HOOVER, Ala. -- The question had to come. At some point during SEC media days, someone was going to ask Nick Saban about Texas. The rumors. The $100 million offer. The chance to leave Alabama.
It took more than 20 minutes but the question finally came, the last from the horde of reporters in Hoover: I was curious if Texas did make you an offer to be their coach, was it anywhere close to $100 million, and what was your level of interest in that job?
Saban handled the question with grace. He denied any interest. He denied any offer. He denied ever speaking to anyone about it. And to his credit, he didn't explode despite giving the same response for what must have felt like the millionth time.

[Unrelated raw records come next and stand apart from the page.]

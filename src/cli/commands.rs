use crate::cli::args::{Cli, Commands};
use crate::config::Settings;
use crate::error::Result;
use crate::models::DataType;
use crate::processors::Orchestrator;
use crate::readers::GdalReader;
use crate::utils::progress::ProgressReporter;
use std::path::PathBuf;
use std::sync::Arc;
use tracing_subscriber::EnvFilter;

pub async fn run(cli: Cli) -> Result<()> {
    init_tracing(cli.verbose);

    let settings = Settings::load(cli.config.as_deref())?;

    match cli.command {
        Commands::Run {
            root_dir,
            max_bands,
            batch_size,
            max_workers,
        } => {
            let settings = apply_overrides(settings, root_dir, max_bands, batch_size, max_workers);
            execute(settings, &DataType::ALL, false).await?;
        }

        Commands::Process {
            data_type,
            pattern,
            root_dir,
            max_bands,
            batch_size,
        } => {
            let mut settings = apply_overrides(settings, root_dir, max_bands, batch_size, None);
            if let Some(pattern) = pattern {
                settings.patterns.insert(data_type.key().to_string(), pattern);
            }
            execute(settings, &[data_type], false).await?;
        }

        Commands::Check { data_type } => {
            let types: Vec<DataType> = match data_type {
                Some(dt) => vec![dt],
                None => DataType::ALL.to_vec(),
            };
            println!("Dry run: no ingestion procedures will be called");
            execute(settings, &types, true).await?;
        }
    }

    Ok(())
}

async fn execute(settings: Settings, data_types: &[DataType], dry_run: bool) -> Result<()> {
    println!("Raster root: {}", settings.raster.root_dir.display());
    println!(
        "Band cap: {}, batch size: {}",
        settings.raster.max_bands, settings.raster.batch_size
    );

    let pool = settings.database.connect().await?;
    let progress = ProgressReporter::new_spinner("Processing raster files...", false);

    let orchestrator = Orchestrator::new(Arc::new(settings), pool, Arc::new(GdalReader))
        .with_dry_run(dry_run);
    let reports = orchestrator.run(data_types).await?;

    progress.finish_with_message("Run complete");

    println!();
    for report in &reports {
        println!("{}", report.summary());
    }
    let total: usize = reports.iter().map(|r| r.records_written).sum();
    println!(
        "\n{} record(s) {} across {} data type(s)",
        total,
        if dry_run { "would be written" } else { "written" },
        reports.len()
    );

    Ok(())
}

fn apply_overrides(
    mut settings: Settings,
    root_dir: Option<PathBuf>,
    max_bands: Option<usize>,
    batch_size: Option<usize>,
    max_workers: Option<usize>,
) -> Settings {
    if let Some(root_dir) = root_dir {
        settings.raster.root_dir = root_dir;
    }
    if let Some(max_bands) = max_bands {
        settings.raster.max_bands = max_bands;
    }
    if let Some(batch_size) = batch_size {
        settings.raster.batch_size = batch_size;
    }
    if max_workers.is_some() {
        settings.max_workers = max_workers;
    }
    settings
}

fn init_tracing(verbose: bool) {
    let default_level = if verbose { "debug" } else { "info" };
    let filter =
        EnvFilter::try_from_default_env().unwrap_or_else(|_| EnvFilter::new(default_level));
    tracing_subscriber::fmt().with_env_filter(filter).init();
}
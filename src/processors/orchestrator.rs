use crate::config::Settings;
use crate::error::{IngestError, Result};
use crate::models::DataType;
use crate::processors::file_processor::FileProcessor;
use crate::readers::raster::RasterReader;
use crate::readers::registry::TowerRegistry;
use crate::utils::discovery::discover_files;
use crate::writers::ingestion::{BatchSink, CountingSink, PgIngestionWriter};
use sqlx::PgPool;
use std::sync::Arc;
use tokio::sync::Semaphore;
use tracing::{error, info, warn};

/// Per-data-type run summary. These counts are the primary success
/// signal of a run; individual file failures only show up in the logs.
#[derive(Debug, Clone)]
pub struct TypeReport {
    pub data_type: DataType,
    pub files_found: usize,
    pub files_failed: usize,
    pub records_written: usize,
}

impl TypeReport {
    fn new(data_type: DataType) -> Self {
        Self {
            data_type,
            files_found: 0,
            files_failed: 0,
            records_written: 0,
        }
    }

    pub fn summary(&self) -> String {
        format!(
            "{}: {} files found, {} failed, {} records written",
            self.data_type, self.files_found, self.files_failed, self.records_written
        )
    }
}

/// Fans data types out across independent workers and drives each
/// worker's files through the pipeline in sorted order. Workers share no
/// mutable state; database connections come from the bounded pool.
pub struct Orchestrator {
    settings: Arc<Settings>,
    pool: PgPool,
    reader: Arc<dyn RasterReader>,
    dry_run: bool,
}

impl Orchestrator {
    pub fn new(settings: Arc<Settings>, pool: PgPool, reader: Arc<dyn RasterReader>) -> Self {
        Self {
            settings,
            pool,
            reader,
            dry_run: false,
        }
    }

    /// Scan and count without calling any ingestion procedure.
    pub fn with_dry_run(mut self, dry_run: bool) -> Self {
        self.dry_run = dry_run;
        self
    }

    /// Process the given data types to completion. A worker that fails
    /// outright is logged and does not abort its siblings; the returned
    /// reports cover the workers that ran to completion.
    pub async fn run(&self, data_types: &[DataType]) -> Result<Vec<TypeReport>> {
        let worker_limit = self.worker_limit(data_types.len());
        info!(
            data_types = data_types.len(),
            workers = worker_limit,
            dry_run = self.dry_run,
            "starting ingestion run"
        );

        let semaphore = Arc::new(Semaphore::new(worker_limit));
        let mut handles = Vec::with_capacity(data_types.len());

        for &data_type in data_types {
            let semaphore = Arc::clone(&semaphore);
            let settings = Arc::clone(&self.settings);
            let reader = Arc::clone(&self.reader);
            let pool = self.pool.clone();
            let dry_run = self.dry_run;

            handles.push(tokio::spawn(async move {
                let _permit = semaphore
                    .acquire_owned()
                    .await
                    .map_err(|_| IngestError::Config("worker semaphore closed".to_string()))?;
                process_data_type(data_type, settings, pool, reader, dry_run).await
            }));
        }

        let mut reports = Vec::with_capacity(handles.len());
        for handle in handles {
            match handle.await? {
                Ok(report) => {
                    info!("{}", report.summary());
                    reports.push(report);
                }
                Err(e) => error!(error = %e, "data-type worker failed"),
            }
        }

        Ok(reports)
    }

    fn worker_limit(&self, data_type_count: usize) -> usize {
        let configured = self.settings.max_workers.unwrap_or(usize::MAX);
        data_type_count
            .min(num_cpus::get())
            .min(self.settings.database.max_connections as usize)
            .min(configured)
            .max(1)
    }
}

/// One worker: discover this data type's files and process them in
/// sorted order. Any per-file failure is logged and the next file runs.
async fn process_data_type(
    data_type: DataType,
    settings: Arc<Settings>,
    pool: PgPool,
    reader: Arc<dyn RasterReader>,
    dry_run: bool,
) -> Result<TypeReport> {
    let mut report = TypeReport::new(data_type);

    let Some(pattern) = settings.pattern_for(data_type) else {
        warn!(data_type = %data_type, "no file pattern configured; skipping");
        return Ok(report);
    };

    let files = discover_files(&settings.raster.root_dir, pattern)?;
    report.files_found = files.len();
    if files.is_empty() {
        info!(data_type = %data_type, pattern, "no raster files found");
        return Ok(report);
    }
    info!(data_type = %data_type, files = files.len(), "processing raster files");

    let registry = TowerRegistry::new(pool.clone());
    let sink: Box<dyn BatchSink> = if dry_run {
        Box::new(CountingSink::new())
    } else {
        Box::new(PgIngestionWriter::new(pool))
    };
    let processor = FileProcessor::new(data_type, reader, &settings);

    for path in &files {
        // Fresh registry read per file so tower updates are picked up
        let towers = match registry.fetch_towers().await {
            Ok(towers) => towers,
            Err(e) => {
                error!(
                    data_type = %data_type,
                    file = %path.display(),
                    error = %e,
                    "registry fetch failed; skipping file"
                );
                report.files_failed += 1;
                continue;
            }
        };

        match processor.process(path, &towers, sink.as_ref()).await {
            Ok(file_report) => report.records_written += file_report.records_written,
            Err(e) => {
                error!(
                    data_type = %data_type,
                    file = %path.display(),
                    error = %e,
                    "file processing failed; continuing with next file"
                );
                report.files_failed += 1;
            }
        }
    }

    Ok(report)
}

"Well, I didn't have any conversations with them," he said. "Nobody offered me anything. So I guess if I didn't have any conversations with them, I didn't have very much interest."

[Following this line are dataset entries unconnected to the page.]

use crate::models::SampleRecord;

/// Bounded accumulator for ingestion batches. Records are appended in
/// tower order within a band, bands in ascending order; the caller
/// flushes when `push` reports the bound was reached and once more at
/// end-of-file for the remainder.
pub struct BatchAccumulator {
    records: Vec<SampleRecord>,
    capacity: usize,
}

impl BatchAccumulator {
    pub fn new(capacity: usize) -> Self {
        Self {
            records: Vec::new(),
            capacity,
        }
    }

    /// Append a record. Returns true when the batch has reached its
    /// bound and must be flushed before further accumulation.
    pub fn push(&mut self, record: SampleRecord) -> bool {
        self.records.push(record);
        self.records.len() >= self.capacity
    }

    /// Hand over the accumulated records, leaving the batch empty.
    pub fn take(&mut self) -> Vec<SampleRecord> {
        std::mem::take(&mut self.records)
    }

    pub fn len(&self) -> usize {
        self.records.len()
    }

    pub fn is_empty(&self) -> bool {
        self.records.is_empty()
    }
}
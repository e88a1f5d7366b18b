use crate::error::Result;
use std::path::{Path, PathBuf};
use tracing::warn;

/// Expand a glob pattern relative to the raster root directory into a
/// lexicographically sorted file list. Sorted order makes a run
/// deterministic and keeps forecast timestamps monotonic per tower.
///
/// Zero matches is a valid outcome, not an error.
pub fn discover_files(root_dir: &Path, pattern: &str) -> Result<Vec<PathBuf>> {
    let full_pattern = root_dir.join(pattern);
    let full_pattern = full_pattern.to_string_lossy();

    let mut files: Vec<PathBuf> = glob::glob(&full_pattern)?
        .filter_map(|entry| match entry {
            Ok(path) => Some(path),
            Err(e) => {
                warn!(error = %e, "skipping unreadable path during discovery");
                None
            }
        })
        .filter(|path| path.is_file())
        .collect();

    files.sort();
    Ok(files)
}

#[cfg(test)]
mod tests {
    use super::*;
    use std::fs::File;
    use tempfile::TempDir;

    fn touch(dir: &Path, name: &str) {
        File::create(dir.join(name)).unwrap();
    }

    #[test]
    fn test_discovery_sorts_lexicographically() -> Result<()> {
        let temp = TempDir::new()?;
        touch(temp.path(), "2024-02-01_00.tif");
        touch(temp.path(), "2024-01-15_12.tif");
        touch(temp.path(), "2024-01-15_00.tif");

        let files = discover_files(temp.path(), "*.tif")?;
        let names: Vec<String> = files
            .iter()
            .map(|p| p.file_name().unwrap().to_string_lossy().into_owned())
            .collect();

        assert_eq!(
            names,
            vec!["2024-01-15_00.tif", "2024-01-15_12.tif", "2024-02-01_00.tif"]
        );
        Ok(())
    }

    #[test]
    fn test_discovery_filters_by_pattern() -> Result<()> {
        let temp = TempDir::new()?;
        touch(temp.path(), "wind.tif");
        touch(temp.path(), "notes.txt");

        let files = discover_files(temp.path(), "*.tif")?;
        assert_eq!(files.len(), 1);
        Ok(())
    }

    #[test]
    fn test_zero_matches_is_not_an_error() -> Result<()> {
        let temp = TempDir::new()?;
        let files = discover_files(temp.path(), "ice_mass/*.tif")?;
        assert!(files.is_empty());
        Ok(())
    }

    #[test]
    fn test_invalid_pattern_is_an_error() {
        let temp = TempDir::new().unwrap();
        assert!(discover_files(temp.path(), "[").is_err());
    }
}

But what came next is why we in the media ask the same question 600 times. Because every once in a while you'll gain a little insight.
"I think the University of Texas is a fantastic place, and they've got a lot of wonderful people there, it's a great institution," Saban said. "But this is about the station in my life where we are. We moved around a lot. If I had to do it over, I'd have just tried to stay in one place and establish a great program, not have all these goals and aspirations of things that eventually, you know, you weren't happy doing."
There it was: "If I had to do it over ..." Saban wasn't talking about Texas anymore. He was speaking to Toledo, Michigan State, LSU and even Miami. He was speaking to every place he'd ever been and every fan base he'd ever let down by leaving. He was speaking to his family, too. If anyone was affected by the packing and unpacking, it was them. He was finally looking back on his career and wondering, "Why?"
Saban was a nomad before arriving in Tuscaloosa in 2007. As a head coach or assistant, he never stayed in one place more than five years. He always left for the next challenge, the next opportunity. He fled Toledo for the money and a shot at coaching in the NFL. He left Michigan State after growing tired of playing little brother to Michigan. He got out of LSU when the itch of the NFL returned. He realized the pro game wasn't the right fit, so he got back into the SEC as soon as possible.
But what if he'd just stayed put? Maybe not at Toledo, but Michigan State. Maybe not at Michigan State, but LSU. What would have happened?
It's scary to think what he could've done at Toledo. In his first season, he won nine games and very nearly went undefeated. Had he stayed, he might have created a Boise-esque program, dominated the mid-majors and made a run at the NCAA's all-time wins total.
If he'd stayed at Michigan State, he would've become a cult hero much like his successor Mark Dantonio. "Yeah, I thought he'd be successful," Dantonio said this spring, "and he told me that as he was leaving. He said, 'We can win a national championship,' and I believed him." Together, Saban and D'Antonio might have shattered the Michigan little brother complex once and for all.
He probably never should have left LSU. It was the perfect program for him. There wasn't the handicap of being a mid-major like at Toledo and there wasn't an in-state rival to deal with like at Michigan State. In Baton Rouge, he had it made. He won a national championship early on and would have stacked up more titles had ambition not drawn him back to the NFL.
Really, though, Saban could have won anywhere. But like so many other talented men, he was unable to rest until he felt as if was at the top of his profession. He could have stayed at Toledo or Michigan State or LSU, but he would have always wondered, "What if?" He would have wondered about the SEC and the NFL and all the challenges he'd never tackled. Every job offer would have been enticing. No raise would have been enough.
He may regret the path, but he can rest easy now knowing the NFL wasn't right for him and that Alabama was. Seven years later, he's glad to have roots firmly planted in Tuscaloosa.
"'I'm very happy at Alabama," he said. "Miss Terry is very happy at Alabama. We certainly enjoy the challenges we have there, the friends we have established here. This is where we just choose to, you know, end our career someday. It wasn't anything about any other place, it was just about where we are and what we want to try to do with the rest of our career."
Five years ago things might have been different. He might have seen all those millions Texas offered and jumped at the opportunity. But now he understands there's something to staying put, there's something to establishing a great program and enjoying the fruits of your labor.
For a man so intent on never looking back, it was refreshing to hear him wonder aloud what he'd done if he could only start over.